El director del Instituto Oncológico, Jorge Raúl Zimerman, informó que desde el 18 de septiembre hasta la fecha se atendieron 12.475 personas. Destacó la tecnología de vanguardia del centro, incluido un acelerador lineal único en el mundo, y detalló los plazos para su puesta en funcionamiento total.
El director del Instituto Oncológico de Corrientes, Jorge Raúl Zimerman, brindó un balance sobre el funcionamiento del centro en una entrevista con EL LIBERTADOR. Allí detalló que desde el 18 de septiembre hasta el viernes pasado se atendieron 12.475 personas, de las cuales cerca de 4.500 corresponden a consultorios de oncología. El instituto cuenta con 11 subespecialidades, como psicooncología y nutrición, para un abordaje integral.

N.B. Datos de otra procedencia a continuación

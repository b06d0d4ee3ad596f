// crates/bowtie-report-core/tests/ingestion.rs
// ============================================================================
// Module: Ingestion Tests
// Description: Record decoding and report construction over whole streams.
// Purpose: Validate malformed-record isolation and structural build errors.
// ============================================================================

//! Ingestion integration tests.

#![allow(
    clippy::panic,
    clippy::print_stdout,
    clippy::print_stderr,
    clippy::unwrap_used,
    clippy::expect_used,
    clippy::use_debug,
    clippy::dbg_macro,
    clippy::panic_in_result_fn,
    clippy::unwrap_in_result,
    reason = "Test-only output and panic-based assertions are permitted."
)]

mod support;

use bowtie_report_core::BuildError;
use bowtie_report_core::CaseResult;
use bowtie_report_core::CaseSeq;
use bowtie_report_core::DialectCatalog;
use bowtie_report_core::ImplementationId;
use bowtie_report_core::MalformedReason;
use bowtie_report_core::ParserLimits;
use bowtie_report_core::RecordKind;
use bowtie_report_core::RecordParser;
use bowtie_report_core::RecordPosition;
use bowtie_report_core::RunEvent;
use bowtie_report_core::decode_record;
use bowtie_report_core::ingest_str;
use serde_json::json;
use support::TestResult;
use support::case_error;
use support::case_record;
use support::case_skipped;
use support::completed;
use support::ensure;
use support::entries;
use support::ingest;
use support::run_start;
use support::stream;
use support::verdicts;

// ============================================================================
// SECTION: Parser
// ============================================================================

#[test]
fn malformed_record_between_good_ones_is_skipped_and_counted() -> TestResult {
    let input = format!(
        "{}\n{{not json\n{}\n{}",
        run_start(&[("a", "rust")]),
        case_record(0, "first", &[Some(true)]),
        verdicts("a", 0, &[true]),
    );
    let outcome = ingest_str(&input, ParserLimits::default())?;

    ensure(outcome.malformed_count() == 1, "one malformed record")?;
    ensure(outcome.malformed[0].position == RecordPosition::new(2), "position is line 2")?;
    ensure(outcome.records == 4, "all non-blank records counted")?;
    ensure(outcome.report.cases().len() == 1, "case survived")?;
    let implementation = outcome.report.implementation(&ImplementationId::new("a")).unwrap();
    ensure(implementation.results.get(CaseSeq::new(0)).is_some(), "result survived")?;
    Ok(())
}

#[test]
fn blank_lines_are_neither_records_nor_malformed() -> TestResult {
    let input = format!("\n{}\n   \n\n{}\n", run_start(&[("a", "go")]), completed(false));
    let outcome = ingest_str(&input, ParserLimits::default())?;
    ensure(outcome.is_clean(), "no malformed records")?;
    ensure(outcome.records == 2, "two records")?;
    ensure(outcome.report.is_complete(), "completion recorded")?;
    Ok(())
}

#[test]
fn malformed_reasons_are_classified() {
    let limits = ParserLimits::default();
    let position = RecordPosition::new(7);
    let reason = |line: &str| decode_record(position, line, limits).unwrap_err().reason;

    assert!(matches!(reason("{"), MalformedReason::InvalidJson(_)));
    assert_eq!(reason("[1, 2]"), MalformedReason::NotAnObject);
    assert_eq!(reason(r#"{"unrelated": 1}"#), MalformedReason::UnknownKind);
    assert!(matches!(
        reason(r#"{"implementation": "a", "seq": -1, "results": []}"#),
        MalformedReason::InvalidShape {
            kind: RecordKind::CaseResultRecorded,
            ..
        }
    ));
    assert!(matches!(
        reason(r#"{"case": {"description": "missing schema"}}"#),
        MalformedReason::InvalidShape {
            kind: RecordKind::CaseDefined,
            ..
        }
    ));
    assert!(matches!(
        reason(r#"{"implementation": "a", "seq": 0, "results": [{"valid": "yes"}]}"#),
        MalformedReason::InvalidShape { .. }
    ));
}

#[test]
fn oversized_records_are_rejected_before_decoding() {
    let limits = ParserLimits {
        max_record_bytes: 16,
    };
    let line = completed(true).to_string() + &" ".repeat(32);
    let err = decode_record(RecordPosition::new(1), &line, limits).unwrap_err();
    assert!(matches!(
        err.reason,
        MalformedReason::TooLarge {
            limit: 16,
            ..
        }
    ));
}

#[test]
fn parser_tracks_positions_and_counts() {
    let mut parser = RecordParser::new(ParserLimits::default());
    assert!(parser.feed("").unwrap().is_none());
    let event = parser.feed(&completed(false).to_string()).unwrap().unwrap();
    assert_eq!(event.position, RecordPosition::new(2));
    assert!(matches!(event.event, RunEvent::RunCompleted(_)));
    assert!(parser.feed("nope").is_err());
    assert_eq!(parser.records(), 2);
    assert_eq!(parser.malformed(), 1);
}

#[test]
fn result_entries_decode_each_outcome_form() -> TestResult {
    let outcome = ingest(&[
        run_start(&[("a", "rust")]),
        case_record(0, "mixed", &[Some(true), Some(false), None, Some(true)]),
        entries(
            "a",
            0,
            &[
                json!({"valid": true}),
                json!({"valid": true}),
                json!({"skipped": true, "message": "unsupported"}),
                json!({"errored": true, "context": {"message": "boom"}}),
            ],
        ),
    ]);
    let implementation = &outcome.report.implementations()[0];
    let results = implementation.results.get(CaseSeq::new(0)).unwrap();
    ensure(
        *results
            == [
                CaseResult::Successful {
                    valid: true,
                },
                CaseResult::Unsuccessful {
                    valid: true,
                },
                CaseResult::Skipped {
                    message: Some("unsupported".to_string()),
                },
                CaseResult::Errored {
                    message: Some("boom".to_string()),
                },
            ],
        "outcomes classified in test order",
    )?;
    Ok(())
}

#[test]
fn record_expectations_fill_tests_without_one() -> TestResult {
    let mut record = verdicts("a", 0, &[true, true]);
    record["expected"] = json!([false, null]);
    let outcome = ingest(&[
        run_start(&[("a", "rust")]),
        case_record(0, "unknown expectations", &[None, None]),
        record,
    ]);
    let results = outcome.report.implementations()[0].results.get(CaseSeq::new(0)).unwrap();
    ensure(
        results[0]
            == CaseResult::Unsuccessful {
                valid: true,
            },
        "record expectation applied",
    )?;
    ensure(
        results[1]
            == CaseResult::Successful {
                valid: true,
            },
        "unknown expectation cannot be contradicted",
    )?;
    Ok(())
}

// ============================================================================
// SECTION: Builder
// ============================================================================

#[test]
fn declared_sequence_numbers_are_reassigned_from_zero() -> TestResult {
    let outcome = ingest(&[
        run_start(&[("a", "rust")]),
        case_record(10, "ten", &[Some(true)]),
        case_record(20, "twenty", &[Some(true), Some(false)]),
        verdicts("a", 20, &[true, false]),
        completed(false),
    ]);
    let report = &outcome.report;
    ensure(report.cases()[0].seq == CaseSeq::new(0), "first case is 0")?;
    ensure(report.cases()[1].seq == CaseSeq::new(1), "second case is 1")?;
    ensure(report.case(CaseSeq::new(1)).unwrap().description == "twenty", "lookup by seq")?;
    let results = &report.implementations()[0].results;
    ensure(results.get(CaseSeq::new(1)).is_some(), "result attached to assigned seq")?;
    ensure(results.get(CaseSeq::new(0)).is_none(), "first case unreported")?;
    Ok(())
}

#[test]
fn implicit_case_numbers_skip_explicit_ones() -> TestResult {
    let mut implicit = case_record(0, "implicit", &[Some(true)]);
    implicit.as_object_mut().unwrap().remove("seq");
    let outcome = ingest(&[
        run_start(&[("a", "rust")]),
        case_record(1, "explicit", &[Some(true)]),
        implicit,
        verdicts("a", 2, &[true]),
    ]);
    let report = &outcome.report;
    ensure(report.cases().len() == 2, "both cases kept")?;
    ensure(report.cases()[1].description == "implicit", "implicit case second")?;
    let results = &report.implementations()[0].results;
    ensure(results.get(CaseSeq::new(1)).is_some(), "result reaches the implicit case")?;
    ensure(results.get(CaseSeq::new(0)).is_none(), "explicit case unreported")?;
    Ok(())
}

#[test]
fn result_before_case_is_out_of_order() {
    let err = ingest_str(
        &stream(&[run_start(&[("a", "rust")]), verdicts("a", 0, &[true])]),
        ParserLimits::default(),
    )
    .unwrap_err();
    assert_eq!(
        err,
        BuildError::OutOfOrderReference {
            position: RecordPosition::new(2),
            implementation: ImplementationId::new("a"),
            seq: 0,
        }
    );
    assert_eq!(err.seq(), Some(0));
    assert_eq!(err.implementation(), Some(&ImplementationId::new("a")));
    assert!(err.to_string().contains("line 2"));
}

fn build_error(records: &[serde_json::Value]) -> BuildError {
    ingest_str(&stream(records), ParserLimits::default()).unwrap_err()
}

#[test]
fn structural_violations_are_fatal() {
    let start = run_start(&[("a", "rust")]);
    let case = case_record(0, "only", &[Some(true), Some(true)]);

    assert!(matches!(
        build_error(&[case.clone()]),
        BuildError::MissingRunStart {
            kind: RecordKind::CaseDefined,
            ..
        }
    ));
    assert!(matches!(
        build_error(&[start.clone(), start.clone()]),
        BuildError::DuplicateRunStart { .. }
    ));
    assert!(matches!(
        build_error(&[start.clone(), case.clone(), case.clone()]),
        BuildError::DuplicateCase {
            seq: 0,
            ..
        }
    ));
    assert!(matches!(
        build_error(&[start.clone(), case.clone(), verdicts("b", 0, &[true, true])]),
        BuildError::UnknownImplementation { .. }
    ));
    assert!(matches!(
        build_error(&[
            start.clone(),
            case.clone(),
            verdicts("a", 0, &[true, true]),
            case_error("a", 0, "again"),
        ]),
        BuildError::DuplicateResult { .. }
    ));
    assert!(matches!(
        build_error(&[start.clone(), case.clone(), verdicts("a", 0, &[true])]),
        BuildError::ResultLengthMismatch {
            expected: 2,
            actual: 1,
            ..
        }
    ));
    assert!(matches!(
        build_error(&[start, completed(false), case]),
        BuildError::RecordAfterCompletion {
            kind: RecordKind::CaseDefined,
            ..
        }
    ));
}

#[test]
fn terminal_errors_leave_the_case_unreported_but_keep_context() -> TestResult {
    let outcome = ingest(&[
        run_start(&[("a", "rust")]),
        case_record(0, "broken", &[Some(true)]),
        case_error("a", 0, "could not compile schema"),
    ]);
    let results = &outcome.report.implementations()[0].results;
    ensure(results.get(CaseSeq::new(0)).is_none(), "no result entry")?;
    let error = results.error(CaseSeq::new(0)).unwrap();
    ensure(error.caught, "caught flag kept")?;
    ensure(error.message.as_deref() == Some("could not compile schema"), "message extracted")?;
    Ok(())
}

#[test]
fn whole_case_skip_expands_per_test() -> TestResult {
    let outcome = ingest(&[
        run_start(&[("a", "rust")]),
        case_record(0, "skipped", &[Some(true), Some(false), None]),
        case_skipped("a", 0, "unsupported dialect"),
    ]);
    let results = outcome.report.implementations()[0].results.get(CaseSeq::new(0)).unwrap();
    ensure(results.len() == 3, "one result per test")?;
    ensure(
        results.iter().all(|result| {
            result
                == &CaseResult::Skipped {
                    message: Some("unsupported dialect".to_string()),
                }
        }),
        "every test skipped with the message",
    )?;
    Ok(())
}

#[test]
fn run_metadata_and_completion_are_recorded() -> TestResult {
    let outcome = ingest(&[run_start(&[("b", "go"), ("a", "rust")]), completed(true)]);
    let report = &outcome.report;
    let ids: Vec<&str> =
        report.implementations().iter().map(|implementation| implementation.id.as_str()).collect();
    ensure(ids == ["a", "b"], "implementations in identifier order")?;
    ensure(report.completion().is_some_and(|completion| completion.did_fail_fast), "fail fast")?;
    ensure(report.run().bowtie_version.as_deref() == Some("2024.1.1"), "version kept")?;
    let catalog = DialectCatalog::builtin();
    let dialect = report.dialect(&catalog).unwrap()?;
    ensure(dialect.id.as_str() == "draft2020-12", "dialect resolved from uri")?;
    Ok(())
}

#[test]
fn empty_stream_yields_empty_report() -> TestResult {
    let outcome = ingest_str("", ParserLimits::default())?;
    ensure(outcome.report.cases().is_empty(), "no cases")?;
    ensure(outcome.report.implementations().is_empty(), "no implementations")?;
    ensure(!outcome.report.is_complete(), "not complete")?;
    Ok(())
}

Zimerman afirmó que el equipo de trabajo está compuesto por poco más de 100 personas y que se solicitó más personal para cubrir las necesidades de forma paulatina. Sostuvo que el centro funciona “muy bien” y que cuenta con personal capacitado para la tecnología que manejan.
En cuanto al equipamiento, el director señaló que el instituto posee “el 99,9 por ciento de los equipos” y que incluye un acelerador lineal que, según dijo, “es el más importante que hay en el mundo; no existe una cosa igual”. Explicó que recientemente recibieron componentes de medicina nuclear y servidores que faltaban, y que técnicos de empresas como Siemens y Akura realizan visitas para los ajustes finales.
Consultado sobre la demora en la puesta en marcha de algunos equipos, Zimerman indicó que la tecnología compleja requiere tiempo de preparación y que los técnicos y físicos deben viajar a Estados Unidos para capacitarse. Agregó que la Autoridad Regulatoria Nuclear (ARN) ya otorgó el permiso correspondiente, pero que se espera el regreso de los especialistas para el inicio formal.
Zimerman mencionó que mantiene contacto con colegas de otras provincias, como Misiones, Chaco, el interior de Buenos Aires y Capital Federal. Señaló que un colega de un centro de alta tecnología en Buenos Aires calificó al instituto como un “monstruo” y una “joya” por su tecnología y edificio.
Finalmente, el director expresó que duerme tranquilo respecto al funcionamiento del instituto, aunque reconoció que a veces lo invade la intranquilidad por la responsabilidad que conlleva.